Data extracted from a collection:
================================

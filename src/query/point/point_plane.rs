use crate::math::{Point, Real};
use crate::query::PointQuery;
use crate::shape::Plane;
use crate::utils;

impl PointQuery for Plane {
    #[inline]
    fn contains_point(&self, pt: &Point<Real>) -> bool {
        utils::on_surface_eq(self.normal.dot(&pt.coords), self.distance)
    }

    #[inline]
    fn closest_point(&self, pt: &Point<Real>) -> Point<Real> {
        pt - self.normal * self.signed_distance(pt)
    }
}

================================

Your objective: After identifying the lines above that contain "Real", copy each one.

Solved exercise:
use crate::math::{Point, Real};
    fn contains_point(&self, pt: &Point<Real>) -> bool {
    fn closest_point(&self, pt: &Point<Real>) -> Point<Real> {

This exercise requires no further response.